*** Opening of RECORDS PROVIDED ***

#[cfg(test)]
mod tests {
    use super::*;
    use std::fs;
    use tempfile::TempDir;

    fn fixture() -> (TempDir, AnnouncementAdapter) {
        let dir = TempDir::new().unwrap();
        fs::write(
            dir.path().join("holiday_2024.txt"),
            "Category: Holiday\nDate: 2024-12-20\n\nYear-end holidays\nThe office is closed from Dec 25 to Jan 1.\n",
        )
        .unwrap();
        fs::write(
            dir.path().join("townhall.txt"),
            "Category: event\nDate: 2025-01-15\nQuarterly town hall\nJoin us in the main auditorium.\n",
        )
        .unwrap();
        fs::write(dir.path().join("wifi.txt"), "New guest wifi password rotation\n").unwrap();
        fs::write(dir.path().join("notes.md"), "ignored").unwrap();
        let adapter = AnnouncementAdapter::new(dir.path());
        (dir, adapter)
    }

    fn args(value: Value) -> Map<String, Value> {
        match value {
            Value::Object(map) => map,
            _ => Map::new(),
        }
    }

    fn payload(result: ToolResult) -> Value {
        match result {
            ToolResult::Success { payload } => payload,
            ToolResult::Failure { kind, message } => panic!("{kind}: {message}"),
        }
    }

    #[test]
    fn test_parse_headers() {
        let a = parse_announcement(
            "x.txt".to_string(),
            "Category: Policy\nDate: 2025-02-01\nNew travel rules\nBody",
            None,
        );
        assert_eq!(a.category, "policy");
        assert_eq!(a.date, "2025-02-01");
        assert_eq!(a.title, "New travel rules");
    }

    #[test]
    fn test_parse_without_headers() {
        let a = parse_announcement(
            "x.txt".to_string(),
            "Just a title\nbody",
            Some("2025-03-03".to_string()),
        );
        assert_eq!(a.category, "general");
        assert_eq!(a.date, "2025-03-03");
        assert_eq!(a.title, "Just a title");
    }

    #[tokio::test]
    async fn test_list_by_category() {
        let (_dir, adapter) = fixture();
        let all = payload(adapter.invoke("list_announcements", Map::new()).await);
        assert_eq!(all["count"], 3);
        assert!(all["announcements"][0].get("content").is_none());

        let holidays = payload(
            adapter
                .invoke("list_announcements", args(json!({"category": "HOLIDAY"})))
                .await,
        );
        assert_eq!(holidays["count"], 1);
        assert_eq!(holidays["announcements"][0]["filename"], "holiday_2024.txt");
    }

    #[tokio::test]
    async fn test_read_announcement() {
        let (_dir, adapter) = fixture();
        let read = payload(
            adapter
                .invoke("read_announcement", args(json!({"filename": "townhall.txt"})))
                .await,
        );
        assert_eq!(read["found"], true);
        assert!(
            read["announcement"]["content"]
                .as_str()
                .unwrap()
                .contains("auditorium")
        );

        let missing = payload(
            adapter
                .invoke("read_announcement", args(json!({"filename": "nope.txt"})))
                .await,
        );
        assert_eq!(missing["found"], false);
    }

    #[tokio::test]
    async fn test_read_rejects_traversal() {
        let (_dir, adapter) = fixture();
        for name in ["../secret.txt", "a/b.txt", "..", "C:\\x.txt"] {
            let result = adapter
                .invoke("read_announcement", args(json!({"filename": name})))
                .await;
            assert_eq!(
                result.failure_kind(),
                Some(FailureKind::InvalidArguments),
                "{name}"
            );
        }
    }

    #[tokio::test]
    async fn test_search_and_recent() {
        let (_dir, adapter) = fixture();
        let found = payload(
            adapter
                .invoke("search_announcements", args(json!({"keyword": "Closed"})))
                .await,
        );
        assert_eq!(found["count"], 1);

        let recent = payload(
            adapter
                .invoke("recent_announcements", args(json!({"count": 2})))
                .await,
        );
        assert_eq!(recent["count"], 2);
    }

    #[tokio::test]
    async fn test_missing_directory_is_empty() {
        let adapter = AnnouncementAdapter::new("/nonexistent/ragmcp/announcements");
        let result = payload(adapter.invoke("list_announcements", Map::new()).await);
        assert_eq!(result["count"], 0);
    }

    #[tokio::test]
    async fn test_non_utf8_file_does_not_hide_others() {
        let dir = TempDir::new().unwrap();
        fs::write(dir.path().join("good.txt"), "Category: event
Offsite
Bring snacks.
").unwrap();
        fs::write(dir.path().join("latin1.txt"), b"Caf\xE9 menu\n").unwrap();
        let adapter = AnnouncementAdapter::new(dir.path());

        let all = payload(adapter.invoke("list_announcements", Map::new()).await);
        assert_eq!(all["count"], 2);
        assert_eq!(all["announcements"][0]["filename"], "good.txt");
        assert!(
            all["announcements"][1]["title"]
                .as_str()
                .unwrap()
                .starts_with("Caf")
        );

        let found = payload(
            adapter
                .invoke("search_announcements", args(json!({"keyword": "snacks"})))
                .await,
        );
        assert_eq!(found["count"], 1);
    }

    #[tokio::test]
    async fn test_file_cap_keeps_first_names_in_order() {
        let dir = TempDir::new().unwrap();
        for i in (0..MAX_FILES + 3).rev() {
            fs::write(dir.path().join(format!("note_{i:04}.txt")), format!("Note {i}\n")).unwrap();
        }
        let adapter = AnnouncementAdapter::new(dir.path());

        let all = payload(adapter.invoke("list_announcements", Map::new()).await);
        let items = all["announcements"].as_array().unwrap();
        assert_eq!(items.len(), MAX_FILES);
        assert_eq!(items[0]["filename"], "note_0000.txt");
        assert_eq!(
            items[MAX_FILES - 1]["filename"],
            format!("note_{:04}.txt", MAX_FILES - 1)
        );
    }
}
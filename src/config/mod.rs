//! Configuration management.
//!
//! Configuration is read from a TOML file, then environment variables are
//! applied on top. Every field has a default, so an absent file is fine.
//!
//! ```toml
//! data_dir = "data"
//!
//! [llm]
//! provider = "groq"
//! model = "llama-3.3-70b-versatile"
//!
//! [orchestrator]
//! max_cycles = 5
//! tool_timeout_ms = 10000
//!
//! [access]
//! default_level = "public"
//!
//! [access.sessions]
//! hr-admin = "confidential"
//!
//! [[remote]]
//! base_url = "http://127.0.0.1:7402"
//! ```

use crate::adapters::RemoteAdapterConfig;
use crate::models::AccessLevel;
use crate::orchestrator::OrchestratorConfig;
use crate::security::AccessPolicy;
use crate::{Error, Result};
use secrecy::SecretString;
use serde::Deserialize;
use std::collections::HashMap;
use std::path::{Path, PathBuf};
use std::time::Duration;

/// Main configuration for ragmcp.
#[derive(Debug, Clone)]
pub struct RagMcpConfig {
    /// Root directory for data files.
    pub data_dir: PathBuf,
    /// Model provider configuration.
    pub llm: LlmConfig,
    /// Orchestrator loop limits and timeouts.
    pub orchestrator: OrchestratorConfig,
    /// Backing data locations.
    pub data: DataConfig,
    /// Semantic index search parameters.
    pub retrieval: RetrievalConfig,
    /// Session access levels.
    pub access: AccessPolicy,
    /// Logging section, resolved later together with CLI flags.
    pub logging: Option<LoggingSettings>,
    /// Adapters reached over HTTP instead of in-process.
    pub remote: Vec<RemoteAdapterConfig>,
}

/// Model provider configuration.
#[derive(Debug, Clone)]
pub struct LlmConfig {
    /// Provider.
    pub provider: LlmProvider,
    /// Model name.
    pub model: String,
    /// API key; falls back to the provider's environment variable.
    pub api_key: Option<SecretString>,
    /// Base URL of the chat-completions API.
    pub base_url: String,
    /// Request timeout in milliseconds.
    pub timeout_ms: u64,
    /// Connect timeout in milliseconds.
    pub connect_timeout_ms: u64,
    /// Completion token limit.
    pub max_tokens: u32,
    /// Sampling temperature.
    pub temperature: f32,
    /// Retries for transient failures.
    pub max_retries: u32,
    /// Backoff step between retries in milliseconds.
    pub retry_backoff_ms: u64,
    /// Consecutive failures before the breaker opens.
    pub breaker_failure_threshold: u32,
    /// Milliseconds the breaker stays open.
    pub breaker_reset_ms: u64,
}

impl Default for LlmConfig {
    fn default() -> Self {
        Self::for_provider(LlmProvider::default())
    }
}

impl LlmConfig {
    /// Defaults for one provider.
    #[must_use]
    pub fn for_provider(provider: LlmProvider) -> Self {
        Self {
            provider,
            model: provider.default_model().to_string(),
            api_key: None,
            base_url: provider.default_base_url().to_string(),
            timeout_ms: 30_000,
            connect_timeout_ms: 3_000,
            max_tokens: 4096,
            temperature: 0.2,
            max_retries: 2,
            retry_backoff_ms: 250,
            breaker_failure_threshold: 5,
            breaker_reset_ms: 30_000,
        }
    }
}

/// Supported model providers. All speak the OpenAI chat-completions format.
#[derive(Debug, Clone, Copy, PartialEq, Eq, Default)]
pub enum LlmProvider {
    /// Groq cloud.
    #[default]
    Groq,
    /// `OpenAI`.
    OpenAi,
    /// Ollama (local).
    Ollama,
    /// LM Studio (local).
    LmStudio,
}

impl LlmProvider {
    /// Parses a provider string. Unknown names fall back to Groq.
    #[must_use]
    pub fn parse(s: &str) -> Self {
        match s.trim().to_lowercase().as_str() {
            "openai" => Self::OpenAi,
            "ollama" => Self::Ollama,
            "lmstudio" | "lm_studio" | "lm-studio" => Self::LmStudio,
            _ => Self::Groq,
        }
    }

    /// Returns the provider as a string slice.
    #[must_use]
    pub const fn as_str(&self) -> &'static str {
        match self {
            Self::Groq => "groq",
            Self::OpenAi => "openai",
            Self::Ollama => "ollama",
            Self::LmStudio => "lmstudio",
        }
    }

    /// Default API base URL.
    #[must_use]
    pub const fn default_base_url(&self) -> &'static str {
        match self {
            Self::Groq => "https://api.groq.com/openai/v1",
            Self::OpenAi => "https://api.openai.com/v1",
            Self::Ollama => "http://localhost:11434/v1",
            Self::LmStudio => "http://localhost:1234/v1",
        }
    }

    /// Default model name.
    #[must_use]
    pub const fn default_model(&self) -> &'static str {
        match self {
            Self::Groq => "llama-3.3-70b-versatile",
            Self::OpenAi => "gpt-4o-mini",
            Self::Ollama => "llama3.1",
            Self::LmStudio => "local-model",
        }
    }

    /// Environment variable holding the API key, for hosted providers.
    #[must_use]
    pub const fn api_key_env(&self) -> Option<&'static str> {
        match self {
            Self::Groq => Some("GROQ_API_KEY"),
            Self::OpenAi => Some("OPENAI_API_KEY"),
            Self::Ollama | Self::LmStudio => None,
        }
    }
}

/// Locations of the three backing data sources.
#[derive(Debug, Clone, PartialEq, Eq)]
pub struct DataConfig {
    /// `SQLite` employee database.
    pub records_db: PathBuf,
    /// Directory of announcement `.txt` files.
    pub announcements_dir: PathBuf,
    /// Directory of policy documents.
    pub policies_dir: PathBuf,
}

impl DataConfig {
    /// Standard layout under one data directory.
    #[must_use]
    pub fn under(data_dir: &Path) -> Self {
        Self {
            records_db: data_dir.join("employees.db"),
            announcements_dir: data_dir.join("announcements"),
            policies_dir: data_dir.join("policies"),
        }
    }
}

/// Semantic index search parameters.
#[derive(Debug, Clone, Copy, PartialEq)]
pub struct RetrievalConfig {
    /// Results per search unless the model asks otherwise.
    pub top_k: usize,
    /// Similarity threshold below which nothing is returned.
    pub min_score: f32,
    /// Hash embedding dimensions. The semantic model has a fixed size.
    pub dimensions: usize,
}

impl Default for RetrievalConfig {
    fn default() -> Self {
        Self {
            top_k: 3,
            min_score: 0.25,
            dimensions: 256,
        }
    }
}

/// Configuration file structure (for TOML parsing).
#[derive(Debug, Deserialize, Default)]
pub struct ConfigFile {
    /// Data directory.
    pub data_dir: Option<String>,
    /// LLM section.
    pub llm: Option<ConfigFileLlm>,
    /// Orchestrator section.
    pub orchestrator: Option<ConfigFileOrchestrator>,
    /// Data section.
    pub data: Option<ConfigFileData>,
    /// Retrieval section.
    pub retrieval: Option<ConfigFileRetrieval>,
    /// Access section.
    pub access: Option<ConfigFileAccess>,
    /// Logging section.
    pub logging: Option<LoggingSettings>,
    /// Remote adapters.
    #[serde(default)]
    pub remote: Vec<RemoteAdapterConfig>,
}

/// LLM section in config file.
#[derive(Debug, Deserialize, Default)]
pub struct ConfigFileLlm {
    /// Provider name.
    pub provider: Option<String>,
    /// Model name.
    pub model: Option<String>,
    /// API key, or `${VAR}` to read it from the environment.
    pub api_key: Option<String>,
    /// Base URL.
    pub base_url: Option<String>,
    /// Request timeout.
    pub timeout_ms: Option<u64>,
    /// Connect timeout.
    pub connect_timeout_ms: Option<u64>,
    /// Completion token limit.
    pub max_tokens: Option<u32>,
    /// Sampling temperature.
    pub temperature: Option<f32>,
    /// Retries.
    pub max_retries: Option<u32>,
    /// Retry backoff.
    pub retry_backoff_ms: Option<u64>,
    /// Breaker threshold.
    pub breaker_failure_threshold: Option<u32>,
    /// Breaker reset.
    pub breaker_reset_ms: Option<u64>,
}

*** Close of RECORDS PROVIDED ***

§ **ACTIVITY**: Going through the records above, count the lines that hold "parameters" and answer with the count alone.

§ **SOLUTION FOR THIS TASK**: 2